終わり方が雑だとせっかくの盛り上がりが台無しだもの。
- 扉は開いたのか?
- 伏見は捕まったのか?
- 天才同士のバトルの結末は?
うっふふふ
私はあの終わり方は嫌いじゃないよ。
もしかしたら、「ちょ!」って思う人がいるかもしれないけど、いい終わり方だったと思う。

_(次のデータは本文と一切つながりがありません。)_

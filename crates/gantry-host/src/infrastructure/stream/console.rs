//! Console-backed output sink.

use std::io::Write;

use gantry_core::{OutputSink, SinkError};

/// Writes responses to stdout, flushing after every write.
///
/// The response protocol is request/reply over a line channel: the sender
/// will not transmit its next line until it has seen the acknowledgment, so
/// buffering a response would stall the whole stream.
#[derive(Debug, Default)]
pub struct ConsoleSink;

impl ConsoleSink {
    pub fn new() -> Self {
        Self
    }
}

impl OutputSink for ConsoleSink {
    fn write(&self, text: &str) -> Result<(), SinkError> {
        let mut out = std::io::stdout().lock();
        out.write_all(text.as_bytes())?;
        out.flush()?;
        Ok(())
    }
}
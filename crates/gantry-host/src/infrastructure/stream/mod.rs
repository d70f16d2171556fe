//! Output sink implementations.
//!
//! The [`gantry_core::OutputSink`] trait is the seam between the dispatch
//! pipeline and whatever is listening on the other end of the channel. The
//! host provides three implementations:
//!
//! - [`console::ConsoleSink`] – locked stdout, used by the interactive and
//!   serial-bridge deployments.
//! - [`file::FileSink`] – a file-backed sink; the settings-persistence path
//!   swaps a command's sink for one of these so that subscribed modules
//!   write their current values into the override artifact.
//! - [`mock::BufferSink`] – in-memory recording sink for unit and
//!   integration tests.

pub mod console;
pub mod file;
pub mod mock;

pub use console::ConsoleSink;
pub use file::FileSink;
pub use mock::BufferSink;
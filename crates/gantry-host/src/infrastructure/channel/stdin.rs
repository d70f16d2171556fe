//! Stdin-backed line source.
//!
//! Reads lines from standard input on a dedicated reader thread and
//! forwards them as [`ConsoleLine`]s. This is the channel used when the
//! host sits behind a serial-to-stdio bridge or is driven interactively.

use std::io::BufRead;
use std::sync::atomic::{AtomicBool, Ordering};
use std::sync::{mpsc, Arc};

use gantry_core::OutputSink;
use tracing::{debug, warn};

use super::{ChannelError, ConsoleLine, LineSource};

/// A [`LineSource`] reading from the process's standard input.
pub struct StdinLineSource {
    sink: Arc<dyn OutputSink>,
    running: Arc<AtomicBool>,
}

impl StdinLineSource {
    /// Creates a source whose lines respond through `sink`.
    pub fn new(sink: Arc<dyn OutputSink>) -> Self {
        Self {
            sink,
            running: Arc::new(AtomicBool::new(false)),
        }
    }
}

impl LineSource for StdinLineSource {
    fn start(&self) -> Result<mpsc::Receiver<ConsoleLine>, ChannelError> {
        let (tx, rx) = mpsc::channel();
        let sink = Arc::clone(&self.sink);
        let running = Arc::clone(&self.running);
        running.store(true, Ordering::Relaxed);

        std::thread::Builder::new()
            .name("stdin-reader".to_string())
            .spawn(move || {
                let stdin = std::io::stdin();
                for line in stdin.lock().lines() {
                    if !running.load(Ordering::Relaxed) {
                        break;
                    }
                    match line {
                        Ok(text) => {
                            let unit = ConsoleLine {
                                text,
                                sink: Arc::clone(&sink),
                            };
                            if tx.send(unit).is_err() {
                                // Receiver dropped; the host is shutting down.
                                break;
                            }
                        }
                        Err(e) => {
                            warn!("stdin read failed: {e}");
                            break;
                        }
                    }
                }
                debug!("stdin reader finished");
            })
            .map_err(|e| ChannelError::StartFailed(e.to_string()))?;

        Ok(rx)
    }

    fn stop(&self) {
        self.running.store(false, Ordering::Relaxed);
    }
}
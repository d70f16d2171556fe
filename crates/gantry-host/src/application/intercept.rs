//! Commands the dispatcher executes locally before generic dispatch.
//!
//! A handful of `M` codes change the dispatcher's own behaviour and must be
//! caught before any module sees them:
//!
//! | Code | Action                                            | Falls through? |
//! |------|---------------------------------------------------|----------------|
//! | M28  | start a file upload                               | no             |
//! | M500 | capture live settings into the override artifact  | no             |
//! | M501 | delete the override artifact                      | no             |
//! | M503 | report whether an override artifact exists        | yes            |
//!
//! M503 deliberately continues into generic dispatch so subscribed modules
//! can report their live settings after the status comment.

use std::path::PathBuf;
use std::sync::Arc;

use gantry_core::{CommandRecord, NullSink};
use tracing::{info, warn};

use crate::application::bus::HandlerRegistry;
use crate::application::dispatch::write_response;
use crate::application::upload::{self, UploadSession};
use crate::infrastructure::storage::OverrideStore;

/// What the dispatcher should do with the token after interception.
pub enum InterceptOutcome {
    /// Not an intercepted command; continue with generic dispatch.
    PassThrough,
    /// Fully handled here; the response has been written.
    Consumed,
    /// `M28` opened a destination; the dispatcher enters upload mode.
    StartUpload(UploadSession),
}

/// Recognizes and executes the reserved command codes.
pub struct CommandInterceptor {
    override_store: OverrideStore,
    upload_root: PathBuf,
    reopen_threshold: usize,
}

impl CommandInterceptor {
    pub fn new(override_store: OverrideStore, upload_root: PathBuf, reopen_threshold: usize) -> Self {
        Self {
            override_store,
            upload_root,
            reopen_threshold,
        }
    }

    /// Gives the reserved codes first refusal on `record`.
    ///
    /// Only runs while the channel is not uploading; `M28`/`M500`/`M501`
    /// consume the token, `M503` and everything else fall through.
    pub fn intercept(
        &self,
        record: &mut CommandRecord,
        registry: &HandlerRegistry,
    ) -> InterceptOutcome {
        if !record.has_m {
            return InterceptOutcome::PassThrough;
        }
        match record.m {
            28 => self.start_upload(record),
            500 => self.persist_settings(record, registry),
            501 => self.delete_override(record),
            503 => {
                self.report_override(record);
                InterceptOutcome::PassThrough
            }
            _ => InterceptOutcome::PassThrough,
        }
    }

    /// `M28 <path>`: open the upload destination.
    fn start_upload(&self, record: &CommandRecord) -> InterceptOutcome {
        let destination = self.upload_root.join(destination_argument(record.text()));
        match UploadSession::begin(destination.clone(), self.reopen_threshold) {
            Ok(session) => {
                write_response(&record.sink, &upload::writing_to(session.path()));
                InterceptOutcome::StartUpload(session)
            }
            Err(e) => {
                warn!(path = %destination.display(), "upload destination rejected: {e}");
                write_response(&record.sink, &upload::open_failed(&destination));
                InterceptOutcome::Consumed
            }
        }
    }

    /// `M500`: re-dispatch the command with its sink pointed at a fresh
    /// override artifact, so every module writes its current values there.
    fn persist_settings(
        &self,
        record: &mut CommandRecord,
        registry: &HandlerRegistry,
    ) -> InterceptOutcome {
        self.override_store.remove();

        let reply_sink = Arc::clone(&record.sink);
        record.sink = match self.override_store.create_sink() {
            Ok(capture) => Arc::new(capture),
            Err(e) => {
                // Capture is lost but the dispatch still has to happen; give
                // the modules somewhere harmless to write.
                warn!(
                    path = %self.override_store.path().display(),
                    "could not open override artifact for capture: {e}"
                );
                Arc::new(NullSink::new())
            }
        };
        registry.publish(record);
        // Dropping the record discards the capture sink; nothing to restore.

        info!(path = %self.override_store.path().display(), "settings captured");
        write_response(
            &reply_sink,
            &format!(
                "Settings Stored to {}\r\nok\r\n",
                self.override_store.path().display()
            ),
        );
        InterceptOutcome::Consumed
    }

    /// `M501`: drop back to compiled-in defaults at next boot.
    fn delete_override(&self, record: &CommandRecord) -> InterceptOutcome {
        self.override_store.remove();
        write_response(
            &record.sink,
            &format!(
                "config override file deleted {}, reboot needed\r\nok\r\n",
                self.override_store.path().display()
            ),
        );
        InterceptOutcome::Consumed
    }

    /// `M503`: status comment, then let the modules report live settings.
    fn report_override(&self, record: &CommandRecord) {
        let status = if self.override_store.exists() {
            format!(
                "; config override present: {}\n",
                self.override_store.path().display()
            )
        } else {
            "; No config override\n".to_string()
        };
        write_response(&record.sink, &status);
    }
}

/// Extracts the destination path from an `M28` token: everything after the
/// command code, trimmed.
fn destination_argument(token: &str) -> &str {
    let after_m = match token.find('M') {
        Some(i) => &token[i + 1..],
        None => token,
    };
    let code_end = after_m
        .find(|c: char| !c.is_ascii_digit())
        .unwrap_or(after_m.len());
    after_m[code_end..].trim()
}
//! The command event bus.
//!
//! Control modules (motion planner, heaters, fans, …) subscribe by
//! registering a [`CommandHandler`]. Publishing is synchronous and runs
//! handlers in registration order: every handler sees the command before
//! the dispatcher writes the response line, and a slow handler stalls the
//! channel. That is acceptable: handlers are trusted internal modules and
//! the sender is flow-controlled by the acknowledgment anyway.
//!
//! Handlers communicate back through the record itself: set
//! [`accepted`](CommandRecord::accepted) to claim the command, append to
//! [`txt_after_ok`](CommandRecord::txt_after_ok) to attach report text to
//! the acknowledgment, or write free-form lines straight to the record's
//! sink.

use std::sync::Arc;

use gantry_core::CommandRecord;
use uuid::Uuid;

/// Identifies one input channel in log output.
pub type ChannelId = Uuid;

/// A subscribed consumer of dispatched commands.
pub trait CommandHandler: Send + Sync {
    /// Called once per dispatched command, in registration order.
    fn on_command(&self, command: &mut CommandRecord);
}

/// The registry of subscribed handlers.
///
/// Built once at startup, shared read-only by every channel's dispatcher.
#[derive(Default)]
pub struct HandlerRegistry {
    handlers: Vec<Arc<dyn CommandHandler>>,
}

impl HandlerRegistry {
    pub fn new() -> Self {
        Self::default()
    }

    /// Subscribes `handler`; it will run after all previously registered
    /// handlers.
    pub fn register(&mut self, handler: Arc<dyn CommandHandler>) {
        self.handlers.push(handler);
    }

    pub fn len(&self) -> usize {
        self.handlers.len()
    }

    pub fn is_empty(&self) -> bool {
        self.handlers.is_empty()
    }

    /// Publishes `command` to every handler, at most once per token.
    ///
    /// Returns only after every handler has run to completion.
    pub fn publish(&self, command: &mut CommandRecord) {
        for handler in &self.handlers {
            handler.on_command(command);
        }
    }
}
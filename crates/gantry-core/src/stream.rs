//! The output seam between the dispatch pipeline and the sender.
//!
//! Every raw line arrives paired with a sink, and every response the
//! dispatcher produces for that line is written back through it. Control
//! modules may also write free-form report lines directly to the sink of
//! the command they are handling; the settings-persistence path exploits
//! this by temporarily swapping a command's sink for a file-backed one.
//!
//! Concrete implementations (console, file, in-memory recording) live in
//! `gantry-host::infrastructure::stream`.

use thiserror::Error;

/// Error type for sink writes.
#[derive(Debug, Error)]
pub enum SinkError {
    /// The underlying writer failed.
    #[error("sink I/O failed: {0}")]
    Io(#[from] std::io::Error),

    /// The sink is no longer usable (e.g. its lock was poisoned).
    #[error("sink is closed")]
    Closed,
}

/// A destination for response lines and free-form reports.
///
/// Text is written verbatim; callers supply their own line endings, since
/// the response protocol mixes `\r\n`-terminated acknowledgments with
/// `\n`-terminated status comments.
pub trait OutputSink: Send + Sync {
    /// Writes `text` to the sink.
    fn write(&self, text: &str) -> Result<(), SinkError>;
}

/// A sink that discards everything written to it.
///
/// Stands in for a real sink when output must be swallowed, such as when a
/// settings-capture file cannot be opened but the command still has to be
/// dispatched.
#[derive(Debug, Default)]
pub struct NullSink;

impl NullSink {
    pub fn new() -> Self {
        Self
    }
}

impl OutputSink for NullSink {
    fn write(&self, _text: &str) -> Result<(), SinkError> {
        Ok(())
    }
}

#[cfg(test)]
mod tests {
    use super::*;

    #[test]
    fn test_null_sink_accepts_writes() {
        let sink = NullSink::new();
        assert!(sink.write("ok\r\n").is_ok());
    }
}
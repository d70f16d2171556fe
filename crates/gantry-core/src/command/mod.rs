//! Command model: the structured view of one command token.

pub mod record;

pub use record::{scan_letter_value, CommandRecord};
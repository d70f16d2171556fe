//! Line-level reliability validation: checksum and sequence numbers.
//!
//! Serial links guarantee neither integrity nor ordering, so senders wrap
//! each line in the `N<seq>…*<checksum>` envelope. The [`LineValidator`]
//! owns the per-channel `expected_sequence` counter and turns each raw line
//! into a [`LineVerdict`]:
//!
//! - the whole line is accepted and its dispatch-ready body extracted, or
//! - the whole line is rejected and a resend is requested. There is no
//!   partial acceptance, so a garbled line can never leak half its commands
//!   into the dispatch path.
//!
//! The checksum is the XOR fold of every byte before the first `*`
//! (including the leading `N<seq>` digits), masked to 8 bits. Unnumbered
//! `G`/`M`/`T` lines are assumed trusted: they skip both gates and do not
//! advance the sequence.
//!
//! Rejection never mutates `expected_sequence`, which makes the resend
//! request a pure function of validator state: a sender may ask for the same
//! retransmission any number of times and the protocol self-corrects.

use crate::command::record::scan_letter_value;
use crate::protocol::splitter::strip_comment;

/// Sentinel for a channel that has not yet accepted a numbered line.
///
/// The first acceptable sequence number is `SEQUENCE_UNSET + 1`, i.e. `N0`;
/// senders conventionally open with `M110 N0` to pin this down explicitly.
pub const SEQUENCE_UNSET: i64 = -1;

/// Characters forming the `N<seq>` prefix stripped from numbered lines.
const LINE_NUMBER_PREFIX: &str = "N0123456789.,- ";

/// Command code that resets the expected sequence number.
const SET_LINE_NUMBER_CODE: i64 = 110;

/// Outcome of validating one raw line.
#[derive(Debug, Clone, PartialEq)]
pub enum LineVerdict {
    /// Line passed both gates. `body` is checksum-stripped,
    /// line-number-stripped, and comment-stripped: ready for tokenization.
    Accepted { body: String },

    /// The line carried `M110` (set current line number); the sequence was
    /// reset to `sequence` unconditionally. One positive acknowledgment,
    /// zero tokens.
    SequenceReset { sequence: i64 },

    /// Checksum or sequence mismatch. The entire line is discarded and the
    /// sender must retransmit starting at `resend`.
    Rejected { resend: i64 },

    /// The line opens with a comment marker or blank; acknowledge and move
    /// on without tokenizing.
    Comment,

    /// Nothing recognizable; produce no response at all.
    Ignored,
}

/// Per-channel validator state.
///
/// One instance per input channel; channels never share sequence state.
///
/// # Examples
///
/// ```rust
/// use gantry_core::{LineValidator, LineVerdict};
///
/// let mut validator = LineValidator::new();
/// assert_eq!(
///     validator.validate("N0 G1 X10*81"),
///     LineVerdict::Accepted { body: "G1 X10".to_string() },
/// );
/// // A gap in the numbering is rejected and the resend names the next
/// // expected sequence number.
/// assert_eq!(
///     validator.validate("N5 G1 X20*99"),
///     LineVerdict::Rejected { resend: 1 },
/// );
/// ```
#[derive(Debug)]
pub struct LineValidator {
    expected: i64,
}

impl LineValidator {
    /// Creates a validator with the sequence at [`SEQUENCE_UNSET`].
    pub fn new() -> Self {
        Self {
            expected: SEQUENCE_UNSET,
        }
    }

    /// The last accepted sequence number, or [`SEQUENCE_UNSET`].
    pub fn expected_sequence(&self) -> i64 {
        self.expected
    }

    /// The sequence number the next numbered line must carry.
    pub fn next_expected(&self) -> i64 {
        self.expected + 1
    }

    /// Validates one raw line and updates sequence state accordingly.
    pub fn validate(&mut self, raw: &str) -> LineVerdict {
        let first = match raw.chars().next() {
            Some(c) => c,
            None => return LineVerdict::Ignored,
        };
        match first {
            'G' | 'M' | 'T' | 'N' => {}
            ';' | '(' | ' ' | '\r' | '\n' => return LineVerdict::Comment,
            _ => return LineVerdict::Ignored,
        }

        // M110 resets the sequence before any checksum gate, whether the
        // line is numbered (`N5 M110`) or bare (`M110 N5`). The sender uses
        // it precisely when the two sides disagree about numbering, so a
        // checksum-validated sequence reset would deadlock recovery. The
        // scan stops at the comment marker; a commented-out M110 does not
        // declare the command.
        let commands = strip_comment(raw);
        if let Some(m) = scan_letter_value(commands, 'M') {
            if m as i64 == SET_LINE_NUMBER_CODE {
                let sequence = scan_letter_value(commands, 'N').unwrap_or(0.0) as i64;
                tracing::debug!(sequence, "sequence counter reset");
                self.expected = sequence;
                return LineVerdict::SequenceReset { sequence };
            }
        }

        let mut body = raw.to_string();
        let (checksum_ok, line_number) = if first == 'N' {
            let line_number = scan_letter_value(raw, 'N').unwrap_or(0.0) as i64;
            let mut checksum_ok = true;
            if let Some(star) = body.find('*') {
                let declared = scan_letter_value(&body, '*').unwrap_or(0.0) as i64;
                let folded = body.as_bytes()[..star]
                    .iter()
                    .fold(0u8, |acc, b| acc ^ b);
                checksum_ok = i64::from(folded) == declared;
                body.truncate(star);
            }
            let prefix_end = body
                .find(|c: char| !LINE_NUMBER_PREFIX.contains(c))
                .unwrap_or(body.len());
            body.drain(..prefix_end);
            (checksum_ok, line_number)
        } else {
            // Unnumbered lines are trusted: checksum forced valid, sequence
            // forced to the expected next value.
            (true, self.expected + 1)
        };

        let body = strip_comment(&body).to_string();

        let next = self.expected + 1;
        if checksum_ok && line_number == next {
            if first == 'N' {
                self.expected = next;
            }
            LineVerdict::Accepted { body }
        } else {
            tracing::warn!(
                line_number,
                expected = next,
                checksum_ok,
                "line rejected, requesting resend"
            );
            LineVerdict::Rejected { resend: next }
        }
    }
}

impl Default for LineValidator {
    fn default() -> Self {
        Self::new()
    }
}

#[cfg(test)]
mod tests {
    use super::*;

    fn accepted(body: &str) -> LineVerdict {
        LineVerdict::Accepted {
            body: body.to_string(),
        }
    }

    #[test]
    fn test_unnumbered_line_is_trusted_and_does_not_advance_sequence() {
        // Arrange
        let mut v = LineValidator::new();

        // Act
        let verdict = v.validate("G1 X10");

        // Assert
        assert_eq!(verdict, accepted("G1 X10"));
        assert_eq!(v.expected_sequence(), SEQUENCE_UNSET);
    }

    #[test]
    fn test_numbered_line_with_valid_checksum_advances_sequence() {
        let mut v = LineValidator::new();

        let verdict = v.validate("N0 G1 X10*81");

        assert_eq!(verdict, accepted("G1 X10"));
        assert_eq!(v.expected_sequence(), 0);
    }

    #[test]
    fn test_consecutive_numbered_lines_accepted_in_order() {
        let mut v = LineValidator::new();

        assert_eq!(v.validate("N0 G1 X10*81"), accepted("G1 X10"));
        assert_eq!(v.validate("N1 G1 X10*80"), accepted("G1 X10"));
        assert_eq!(v.expected_sequence(), 1);
    }

    #[test]
    fn test_single_flipped_byte_fails_checksum() {
        let mut v = LineValidator::new();

        // "N0 G1 X10*81" is valid; corrupt the X into a Y in transit.
        let verdict = v.validate("N0 G1 Y10*81");

        assert_eq!(verdict, LineVerdict::Rejected { resend: 0 });
        assert_eq!(
            v.expected_sequence(),
            SEQUENCE_UNSET,
            "rejection must not advance the sequence"
        );
    }

    #[test]
    fn test_sequence_gap_is_rejected_with_expected_resend() {
        let mut v = LineValidator::new();
        assert_eq!(v.validate("N0 G1 X10*81"), accepted("G1 X10"));

        // N2 arrives where N1 was expected; checksum itself is fine.
        let verdict = v.validate("N2 T0*56");

        assert_eq!(verdict, LineVerdict::Rejected { resend: 1 });
        assert_eq!(v.expected_sequence(), 0);
    }

    #[test]
    fn test_resend_request_is_idempotent() {
        let mut v = LineValidator::new();
        assert_eq!(v.validate("N0 G1 X10*81"), accepted("G1 X10"));

        let first = v.validate("N5 G92 E0*66");
        let second = v.validate("N5 G92 E0*66");

        assert_eq!(first, LineVerdict::Rejected { resend: 1 });
        assert_eq!(second, LineVerdict::Rejected { resend: 1 });
    }

    #[test]
    fn test_duplicate_line_is_rejected() {
        let mut v = LineValidator::new();
        assert_eq!(v.validate("N0 G1 X10*81"), accepted("G1 X10"));

        // Retransmission of an already-accepted line must not be replayed.
        let verdict = v.validate("N0 G1 X10*81");

        assert_eq!(verdict, LineVerdict::Rejected { resend: 1 });
    }

    #[test]
    fn test_numbered_line_without_checksum_passes_the_gate() {
        let mut v = LineValidator::new();

        let verdict = v.validate("N0 G28");

        assert_eq!(verdict, accepted("G28"));
        assert_eq!(v.expected_sequence(), 0);
    }

    #[test]
    fn test_m110_resets_sequence_on_numbered_line() {
        let mut v = LineValidator::new();

        let verdict = v.validate("N5 M110");

        assert_eq!(verdict, LineVerdict::SequenceReset { sequence: 5 });
        assert_eq!(v.expected_sequence(), 5);
    }

    #[test]
    fn test_m110_resets_sequence_on_bare_line() {
        let mut v = LineValidator::new();

        let verdict = v.validate("M110 N5");

        assert_eq!(verdict, LineVerdict::SequenceReset { sequence: 5 });
        assert_eq!(v.expected_sequence(), 5);
    }

    #[test]
    fn test_m110_ignores_checksum_and_trailing_content() {
        let mut v = LineValidator::new();

        // Deliberately bogus checksum; the reset must still take effect and
        // nothing after M110 may be tokenized (SequenceReset carries no body).
        let verdict = v.validate("N3 M110 G1 X10*1");

        assert_eq!(verdict, LineVerdict::SequenceReset { sequence: 3 });
        assert_eq!(v.expected_sequence(), 3);
    }

    #[test]
    fn test_commented_out_m110_does_not_reset_sequence() {
        let mut v = LineValidator::new();

        let verdict = v.validate("G1 X10 ; M110 N9");

        assert_eq!(verdict, accepted("G1 X10 "));
        assert_eq!(v.expected_sequence(), SEQUENCE_UNSET);
    }

    #[test]
    fn test_sequence_continues_after_reset() {
        let mut v = LineValidator::new();
        assert_eq!(
            v.validate("M110 N5"),
            LineVerdict::SequenceReset { sequence: 5 }
        );

        let verdict = v.validate("N6 G1 X5*99");

        assert_eq!(verdict, accepted("G1 X5"));
        assert_eq!(v.expected_sequence(), 6);
    }

    #[test]
    fn test_comment_and_blank_first_characters_are_acknowledged() {
        let mut v = LineValidator::new();

        assert_eq!(v.validate("; just a comment"), LineVerdict::Comment);
        assert_eq!(v.validate("(header block)"), LineVerdict::Comment);
        assert_eq!(v.validate("   "), LineVerdict::Comment);
    }

    #[test]
    fn test_empty_and_unrecognized_lines_are_ignored() {
        let mut v = LineValidator::new();

        assert_eq!(v.validate(""), LineVerdict::Ignored);
        assert_eq!(v.validate("hello"), LineVerdict::Ignored);
        assert_eq!(v.validate("@reset"), LineVerdict::Ignored);
    }

    #[test]
    fn test_comment_suffix_is_stripped_from_accepted_body() {
        let mut v = LineValidator::new();

        let verdict = v.validate("G1 X10 ; rapid move");

        assert_eq!(verdict, accepted("G1 X10 "));
    }

    #[test]
    fn test_unnumbered_checksum_text_is_left_in_body() {
        // Only numbered lines carry the envelope; a stray `*` on a trusted
        // line is an ordinary parameter.
        let mut v = LineValidator::new();

        let verdict = v.validate("G1 X10*99");

        assert_eq!(verdict, accepted("G1 X10*99"));
    }

    #[test]
    fn test_checksum_folds_the_line_number_prefix() {
        let mut v = LineValidator::new();

        // 15 is the XOR fold of "G1 X10" alone; the correct value over
        // "N0 G1 X10" is 81, so folding must start before the prefix strip.
        let verdict = v.validate("N0 G1 X10*15");

        assert_eq!(verdict, LineVerdict::Rejected { resend: 0 });
    }
}
//! gantry-host library entry point.
//!
//! Re-exports all public modules so that integration tests in `tests/`
//! and the binary entry point in `main.rs` share the same module tree.

pub mod application;
pub mod infrastructure;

ちなみに私の友人はめちゃくちゃ好きな終わり方だったらしい。
最後の2章は秀逸でした。
突然のカミングアウトと共に感想を聞かせてくれました(笑)
活字に慣れていない私でも、一気読みするくらい読みやすい小説だったし、ミステリー好きの人はぜひぜひ!
【ネタバレあり】碓氷優佳という女性について
ここからはネタバレを含む感想です。
読みたくない人はそっと閉じてね。
実はここからが私が言いたかった感想です。
なにが言いたいかって、
碓氷優佳、ヤバくないですか?
なんですか、あの女は。
ちょっとイッちゃってますよね。
「みんなあなた(伏見)がしたことに気付いてないし、このままなら逃げれるよ。ただし、私がいなければね。」
と伏見を追い詰めて、次に「だから自首してください」って言うのかと思ったら、
「私を抱いて」
・・・
・・・
・・・
え?
思わずkindleに顔を近づけたよね。
読み返したよね。
いや、「抱いて」なんて直接的な言葉は使ってないけど、内容はそれだから。
男子なら誰もが憧れるセリフ
「抱いて」
えええーーーーー???
なぜゆえ今そのセリフ?
優佳が伏見に恋してるのはわかったけど、そこでもってきたかー。
「警察にバレないし、優佳とヤレるしラッキー!」
なんて男いないだろ(笑)
「肩にかけたその両手で私の首を絞めても、あるいは私を抱いてもどちらでもいいですよ」
って言いながら、手にはナイフを隠し持ってるっていうね。
こいつヤバイ。
敵に回したらアカン奴や。
((((;゚Д゚))))ガクガクブルブル
もうね、急にこの人どうしちゃったのかなって思ったよね。
で、その後私がどうしたかと言うと、2作目以降をしっかり読了しました(笑)
優佳の思考が理解できないんだけど、
あり得ないって思うんだけど、
優佳のサイコパスっぷりが気になって気になって、碓氷優佳シリーズを全作読んでしまったよ。
頭脳明晰xサイコパス
碓氷優佳というキャラクターが強烈で、強烈で。
決して犯罪は犯さないし人当たりもいいけど、自分の欲求を満たすためなら手段を選ばない女、それが碓氷優佳です。
気になる人はぜひ『扉は閉ざされたまま』を読んでみてください。